The first few laughs began to bubble up from the streets below.
“So, next time you hear some stuffy old bureaucrat from another country telling you that peace is a sickness and that you should be suffering more, just ask yourself one question: has he ever personally un-giggled a tailor for you? Did he invent a potion that can cure your hangover just by looking at it? No? Then maybe he should mind his own business.”
I gave the entire kingdom a lazy two-fingered salute. “Stay safe, stay clean, and don’t let anyone tell you that enjoying your peaceful life is a bad thing. Sukebe, out.”
The projection faded.
Back in the throne room, the Royal Council was in a state of stunned silence.
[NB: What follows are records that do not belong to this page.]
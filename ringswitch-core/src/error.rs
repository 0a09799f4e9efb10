use thiserror::Error;

use crate::registry::RegistryError;
use crate::ring::RingError;
use crate::tree::FanOut;

#[derive(Debug, Error)]
pub enum SwitchError {
    #[error("Allocation failed: {0}")]
    Allocation(String),

    #[error("Interface {iface} is bound incompatibly: {source}")]
    BindingConflict {
        iface: String,
        #[source]
        source: RegistryError,
    },

    #[error("Interface {0} is shared with another engine, a hardware queue id is required")]
    QueueRequired(String),

    #[error("Unable to open {name}: {source}")]
    ChannelOpen {
        name: String,
        #[source]
        source: RingError,
    },

    /// No attachable source interface. Also returned when the source already
    /// carries a rule with a different fan-out mode.
    #[error("No appropriate source interface {0}")]
    SourceUnavailable(String),

    #[error("Fan-out mode {0:?} cannot carry channels")]
    InvalidMode(FanOut),

    #[error("Engine has no linked interface")]
    NotLinked,

    #[error("Engine is not running")]
    NotRunning,

    #[error("Ring error: {0}")]
    Ring(#[from] RingError),
}
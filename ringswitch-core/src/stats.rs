//! Engine counters.
//!
//! Counters live in the engine context and are only touched by the polling
//! thread, so plain integers are enough.

use serde::Serialize;

#[derive(Debug, Clone, Copy, Default, PartialEq, Eq, Serialize)]
pub struct SwitchStats {
    /// Frames drained from RX rings.
    pub packets: u64,
    /// Bytes drained from RX rings.
    pub bytes: u64,
    /// Frames consumed without any rule in place.
    pub dropped: u64,
    /// (ring, slot) entries recorded against leaves.
    pub staged: u64,
    /// Staged entries written into destination TX rings.
    pub forwarded: u64,
    /// Staged entries given up after the retry budget ran out.
    pub discarded: u64,
    /// Slots carrying an implausible buffer index.
    pub bogus_slots: u64,
    /// TX synchronization requests issued while retrying.
    pub tx_syncs: u64,
}

impl SwitchStats {
    /// Counter increments since `earlier`.
    pub fn since(&self, earlier: &SwitchStats) -> SwitchStats {
        SwitchStats {
            packets: self.packets - earlier.packets,
            bytes: self.bytes - earlier.bytes,
            dropped: self.dropped - earlier.dropped,
            staged: self.staged - earlier.staged,
            forwarded: self.forwarded - earlier.forwarded,
            discarded: self.discarded - earlier.discarded,
            bogus_slots: self.bogus_slots - earlier.bogus_slots,
            tx_syncs: self.tx_syncs - earlier.tx_syncs,
        }
    }
}
//! ## ringswitch-core::flush
//! **Transfer of staged slots into destination rings**
//!
//! Runs once per poll cycle. For every leaf with staged entries the
//! destination TX rings are scanned from the first one; when they fill up the
//! engine asks the substrate to reclaim completed slots and scans again, at
//! most `retries` times. Whatever is still staged after that is discarded.
//! Either way the leaf starts the next cycle empty.

use serde::{Deserialize, Serialize};
use tracing::{debug, warn};

use crate::ring::{Direction, PortId, RingId, RingProvider, SlotFlags};
use crate::tree::{FanOut, Leaf, Role, RuleNode, StagedSlot};

/// How payloads reach the destination ring.
#[derive(Debug, Clone, Copy, Default, PartialEq, Eq, Serialize, Deserialize)]
#[serde(rename_all = "lowercase")]
pub enum TransferMode {
    /// Exchange buffer indices between source and destination slots.
    #[default]
    Swap,
    /// Copy payload bytes; the source buffer stays in RX circulation.
    Copy,
}

#[derive(Debug, Clone, Copy, Default, PartialEq, Eq)]
pub struct FlushOutcome {
    pub forwarded: u64,
    pub discarded: u64,
    pub tx_syncs: u64,
}

impl FlushOutcome {
    fn absorb(&mut self, other: FlushOutcome) {
        self.forwarded += other.forwarded;
        self.discarded += other.discarded;
        self.tx_syncs += other.tx_syncs;
    }
}

/// Drains every staged leaf below `rule`. Nested rules are flushed before
/// the leaves beside them; within each pass children go in order.
///
/// A slot staged on several leaves must stay in the RX ring until the last of
/// them is served, so below a COPY rule with more than one child payloads are
/// copied whatever `mode` says.
pub fn flush<P: RingProvider + ?Sized>(
    rule: &mut RuleNode,
    provider: &mut P,
    mode: TransferMode,
    retries: u32,
) -> FlushOutcome {
    let mode = effective_mode(rule, mode);
    let mut outcome = FlushOutcome::default();
    for child in rule.children.iter_mut() {
        if let Role::Branch(nested) = &mut child.role {
            outcome.absorb(flush(nested, provider, mode, retries));
        }
    }
    for child in rule.children.iter_mut() {
        if let Role::Leaf(leaf) = &mut child.role {
            if !leaf.queue.is_empty() {
                outcome.absorb(drain_leaf(leaf, child.channel, provider, mode, retries));
            }
        }
    }
    outcome
}

#[inline]
fn effective_mode(rule: &RuleNode, mode: TransferMode) -> TransferMode {
    if rule.mode == FanOut::Copy && rule.count() > 1 {
        TransferMode::Copy
    } else {
        mode
    }
}

fn drain_leaf<P: RingProvider + ?Sized>(
    leaf: &mut Leaf,
    channel: PortId,
    provider: &mut P,
    mode: TransferMode,
    retries: u32,
) -> FlushOutcome {
    let staged = leaf.queue.entries();
    let total = staged.len();
    let tx_rings = provider.ring_count(channel, Direction::Tx);
    let mut done = 0;
    let mut budget = retries;
    let mut tx_syncs = 0;

    loop {
        for index in 0..tx_rings {
            if done == total {
                break;
            }
            let ring = RingId::tx(channel, index);
            while done < total && !provider.is_empty(ring) {
                transfer(provider, staged[done], ring, mode);
                provider.advance(ring);
                done += 1;
            }
        }

        if done == total || budget == 0 {
            break;
        }
        budget -= 1;
        tx_syncs += 1;
        if let Err(e) = provider.sync(channel, Direction::Tx) {
            warn!("TX sync on {channel} failed: {e}");
        }
    }

    let leftover = (total - done) as u64;
    if leftover > 0 {
        debug!("{leftover} buffers leftover on {channel}");
    }
    leaf.counters.forwarded += done as u64;
    leaf.counters.discarded += leftover;
    leaf.queue.reset();

    FlushOutcome {
        forwarded: done as u64,
        discarded: leftover,
        tx_syncs,
    }
}

/// Moves one staged frame into the slot under the cursor of `dst_ring`.
#[inline]
fn transfer<P: RingProvider + ?Sized>(
    provider: &mut P,
    entry: StagedSlot,
    dst_ring: RingId,
    mode: TransferMode,
) {
    let dst_idx = provider.cursor(dst_ring);
    let mut src = provider.slot(entry.ring, entry.slot);
    let mut dst = provider.slot(dst_ring, dst_idx);
    dst.len = src.len;

    match mode {
        TransferMode::Swap => {
            std::mem::swap(&mut dst.buf_idx, &mut src.buf_idx);
            dst.flags = SlotFlags::BUF_CHANGED;
            src.flags = SlotFlags::BUF_CHANGED;
            provider.set_slot(entry.ring, entry.slot, src);
        }
        TransferMode::Copy => {
            provider.copy_payload(
                (entry.ring, src.buf_idx),
                (dst_ring, dst.buf_idx),
                usize::from(src.len),
            );
        }
    }
    provider.set_slot(dst_ring, dst_idx, dst);
}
The King looked utterly bewildered. Marie was hiding a very large, very satisfied smirk behind her fan.
Then, reports started flooding in from the city guards. The panic was gone. The confusion had vanished. The city wasn’t in an uproar anymore. It was laughing. Bards in the taverns were already composing a new, slightly obscene anthem for the "Pervert Hero." Alistair’s solemn, holy accusation had been utterly defeated, turned into a kingdom-wide inside joke in the span of five minutes.
I had won the first battle of the information war. Not with dignity, not with honor, but with the ancient, sacred art of the shitpost.
Never underestimate the power of a good meme, I thought, a feeling of deep satisfaction washing over me. Your move, you sanctimonious old bastard.